Chief Medical Information Officer Paul Testa noted that a great AI/ML system cannot be implemented without big data, but “if you sit in a silo in the system, it’s not the easiest thing to do.” Healthcare systems can be big, But it serves as “one patient, one record, one standard”.
AI generation allows Nyu Langone to get out of “a certain level of all-round” education
As Triola said, the main question his team has been looking for is: “How do they connect the diagnosis, the individual student’s background and all of this learning material?”
“Suddenly, we had a great key to unlock this: the generated AI,” he said.
This enables schools to get out of the “crystal” model that has always been the norm, and a unique approach is needed for students whether they intend to become, for example, neurosurgeons or psychiatrists.
It is important that students receive a tailored education throughout the education process, as well as a “light education” that adapts to their needs, he said. But you can’t just tell teachers to “spend more time with each student” – it’s impossible for humans.
“Our students are hungry for this because they recognize that this is a period of rapid change in medicine and generating AI,” Triola said. “It will definitely change … what it means to be a doctor.”
As a role model for other medical institutions
It’s not that there are no challenges along the way. It is worth noting that the technical team has been working through the model “immature”.
As Triola points out: “It’s fascinating, how inflated and accurate their embedded knowledge is, sometimes limited. It will be perfect 99 consecutive times, predictable, and then the 100th will make interesting choices.”
For example, in the early stages of development, LLM cannot distinguish between ulcers on the skin and ulcers in the stomach, which is “conceptually irrelevant”. Since then, his team has focused on rapid refining and rooting, and the result is “excellent.”
In fact, his team is so confident about the stack and the process that they think it can be a good example for others to follow. “We love open source and open weight because we want to get to the point where, ‘Hey, other medical schools, many of them don’t have a lot of resources and you can do it at a cheap price,’ Triola explained.

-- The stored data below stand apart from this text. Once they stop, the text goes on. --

#[async_trait]
impl ReservationStore for WalStore {
    async fn add_restaurant(&self, restaurant: Restaurant) -> Result<(), StoreError> {
        let _writer = self.compaction_gate.read().await;
        let _catalog = self.catalog_gate.lock().await;
        if self.restaurants.contains_key(&restaurant.id) {
            return Err(StoreError::AlreadyExists {
                kind: "restaurant",
                id: restaurant.id,
            });
        }
        let event = Event::RestaurantRegistered {
            restaurant: restaurant.clone(),
        };
        self.journal_append(&event).await?;
        self.restaurants
            .insert(restaurant.id, Arc::new(RwLock::new(RestaurantState::new(restaurant))));
        Ok(())
    }

    async fn fetch_restaurant(&self, id: RestaurantId) -> Result<Option<Restaurant>, StoreError> {
        match self.restaurant(id) {
            Some(shared) => Ok(Some(shared.read().await.restaurant.clone())),
            None => Ok(None),
        }
    }

    async fn add_table(&self, table: Table) -> Result<(), StoreError> {
        let _writer = self.compaction_gate.read().await;
        let _catalog = self.catalog_gate.lock().await;
        if self.table_owner.contains_key(&table.id) {
            return Err(StoreError::AlreadyExists { kind: "table", id: table.id });
        }
        let shared = self.restaurant_or_not_found(table.restaurant_id)?;
        let mut rs = shared.write().await;
        self.persist_and_apply(&mut rs, &Event::TableAdded { table }).await
    }

    async fn fetch_tables(&self, restaurant_id: RestaurantId) -> Result<Vec<Table>, StoreError> {
        match self.restaurant(restaurant_id) {
            Some(shared) => Ok(shared.read().await.sorted_tables()),
            None => Ok(Vec::new()),
        }
    }

    async fn add_client(&self, client: Client) -> Result<(), StoreError> {
        let _writer = self.compaction_gate.read().await;
        let _catalog = self.catalog_gate.lock().await;
        if self.clients.contains_key(&client.id) {
            return Err(StoreError::AlreadyExists { kind: "client", id: client.id });
        }
        self.journal_append(&Event::ClientRegistered {
            client: client.clone(),
        })
        .await?;
        self.clients.insert(client.id, client);
        Ok(())
    }

    async fn fetch_client(&self, id: ClientId) -> Result<Option<Client>, StoreError> {
        Ok(self.clients.get(&id).map(|e| e.value().clone()))
    }

    async fn add_employee(&self, employee: Employee) -> Result<(), StoreError> {
        let _writer = self.compaction_gate.read().await;
        let _catalog = self.catalog_gate.lock().await;
        if self.employee_owner.contains_key(&employee.id) {
            return Err(StoreError::AlreadyExists {
                kind: "employee",
                id: employee.id,
            });
        }
        let shared = self.restaurant_or_not_found(employee.restaurant_id)?;
        let mut rs = shared.write().await;
        self.persist_and_apply(&mut rs, &Event::EmployeeRegistered { employee })
            .await
    }

    async fn fetch_employee(&self, id: EmployeeId) -> Result<Option<Employee>, StoreError> {
        let Some(rid) = self.employee_owner.get(&id).map(|e| *e.value()) else {
            return Ok(None);
        };
        match self.restaurant(rid) {
            Some(shared) => Ok(shared.read().await.employees.get(&id).cloned()),
            None => Ok(None),
        }
    }

    async fn fetch_overlapping_links(
        &self,
        restaurant_id: RestaurantId,
        window: Window,
        states: &[ReservationState],
        exclude: Option<ReservationId>,
    ) -> Result<Vec<(TableId, ReservationState)>, StoreError> {
        let Some(shared) = self.restaurant(restaurant_id) else {
            return Ok(Vec::new());
        };
        let rs = shared.read().await;
        let links: BTreeSet<(TableId, ReservationState)> = rs
            .within(&window)
            .filter(|r| Some(r.id) != exclude && states.contains(&r.header.state))
            .flat_map(|r| r.table_ids.iter().map(move |&t| (t, r.header.state)))
            .collect();
        Ok(links.into_iter().collect())
    }

    async fn fetch_overlapping_links_for_tables(
        &self,
        restaurant_id: RestaurantId,
        table_ids: &[TableId],
        window: Window,
        states: &[ReservationState],
        exclude: Option<ReservationId>,
    ) -> Result<Vec<TableId>, StoreError> {
        let Some(shared) = self.restaurant(restaurant_id) else {
            return Ok(Vec::new());
        };
        let rs = shared.read().await;
        let hits: BTreeSet<TableId> = rs
            .within(&window)
            .filter(|r| Some(r.id) != exclude && states.contains(&r.header.state))
            .flat_map(|r| r.table_ids.iter().copied())
            .filter(|t| table_ids.contains(t))
            .collect();
        Ok(hits.into_iter().collect())
    }

    async fn create_reservation(
        &self,
        header: ReservationHeader,
        table_ids: &[TableId],
    ) -> Result<ReservationId, StoreError> {
        let _writer = self.compaction_gate.read().await;
        let shared = self.restaurant_or_not_found(header.restaurant_id)?;
        let mut rs = shared.write().await;
        let table_ids = Self::check_tables(&rs, table_ids)?;

        let id = self.next_reservation_id.fetch_add(1, Ordering::SeqCst);
        let event = Event::ReservationCreated {
            reservation: Reservation { id, header, table_ids },
        };
        self.persist_and_apply(&mut rs, &event).await?;
        Ok(id)
    }

    async fn update_reservation(
        &self,
        id: ReservationId,
        header: ReservationHeader,
        table_ids: &[TableId],
    ) -> Result<(), StoreError> {
        let _writer = self.compaction_gate.read().await;
        let shared = self.reservation_restaurant(id)?;
        let mut rs = shared.write().await;
        if !rs.reservations.contains_key(&id) {
            return Err(StoreError::NotFound { kind: "reservation", id });
        }
        if header.restaurant_id != rs.restaurant.id {
            return Err(StoreError::Invalid("reservation cannot move between restaurants"));
        }
        let table_ids = Self::check_tables(&rs, table_ids)?;

        let event = Event::ReservationUpdated {
            reservation: Reservation { id, header, table_ids },
        };
        self.persist_and_apply(&mut rs, &event).await
    }

    async fn update_state(
        &self,
        id: ReservationId,
        state: ReservationState,
        policy_id: PolicyId,
    ) -> Result<(), StoreError> {
        let _writer = self.compaction_gate.read().await;
        let shared = self.reservation_restaurant(id)?;
        let mut rs = shared.write().await;
        if !rs.reservations.contains_key(&id) {
            return Err(StoreError::NotFound { kind: "reservation", id });
        }
        let event = Event::ReservationStateChanged { id, state, policy_id };
        self.persist_and_apply(&mut rs, &event).await
    }

    async fn delete_reservation(&self, id: ReservationId) -> Result<(), StoreError> {
        let _writer = self.compaction_gate.read().await;
        let shared = self.reservation_restaurant(id)?;
        let mut rs = shared.write().await;
        if !rs.reservations.contains_key(&id) {
            return Err(StoreError::NotFound { kind: "reservation", id });
        }
        self.persist_and_apply(&mut rs, &Event::ReservationDeleted { id })
            .await
    }

    async fn fetch_reservation(&self, id: ReservationId) -> Result<Option<Reservation>, StoreError> {
        let Ok(shared) = self.reservation_restaurant(id) else {
            return Ok(None);
        };
        Ok(shared.read().await.reservations.get(&id).cloned())
    }

    async fn list_reservations(
        &self,
        restaurant_id: RestaurantId,
    ) -> Result<Vec<Reservation>, StoreError> {
        let Some(shared) = self.restaurant(restaurant_id) else {
            return Ok(Vec::new());
        };
        let rs = shared.read().await;
        let mut all: Vec<Reservation> = rs.reservations.values().cloned().collect();
        all.sort_by_key(|r| r.id);
        Ok(all)
    }
}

Testa agrees: “Is it reproducible? Is this something we want to spread? Absolutely, we want to spread it in health care.”
Reevaluating the practice of “Sacred Uneasy” in medicine
It is understandably important to note that throughout the industry there is a lot of attention to the subtle biases that may be baked into AI systems. However, Triola points out that this is not a huge problem in this use case, as it is a relatively simple task for AI. “It’s searching, it’s selected from the list, it’s summarizing,” he said.
Instead, one of the biggest surface problems is around barrier-free or cabinets. Here is a correlation: a certain year correlation may remember learning cursive in elementary school – but they may have forgotten the skill because they discovered a rare opportunity as adults. Now, it is almost outdated and rarely taught in today’s primary education.
Triola notes that being a “sacred and inviolable” part of a doctor, some people can give it to an AI or digital system “in any way, shape or form.” For example, it is believed that as long as young doctors are not in a clinical setting, young doctors should actively study and nose in the latest literature. However, Triola emphasizes the amount of medical knowledge available today and the “fanatic speed” of clinical medicine, requiring a different way of doing things.
In terms of researching and retrieving information, he noted: “AI does better, which is an unsettling fact that many people are hesitating.”
Instead, he hypothesized: “Suppose this will give doctors a superpower and find out the co-pilot relationship between human and artificial intelligence, rather than the competitive relationship of who will do what.”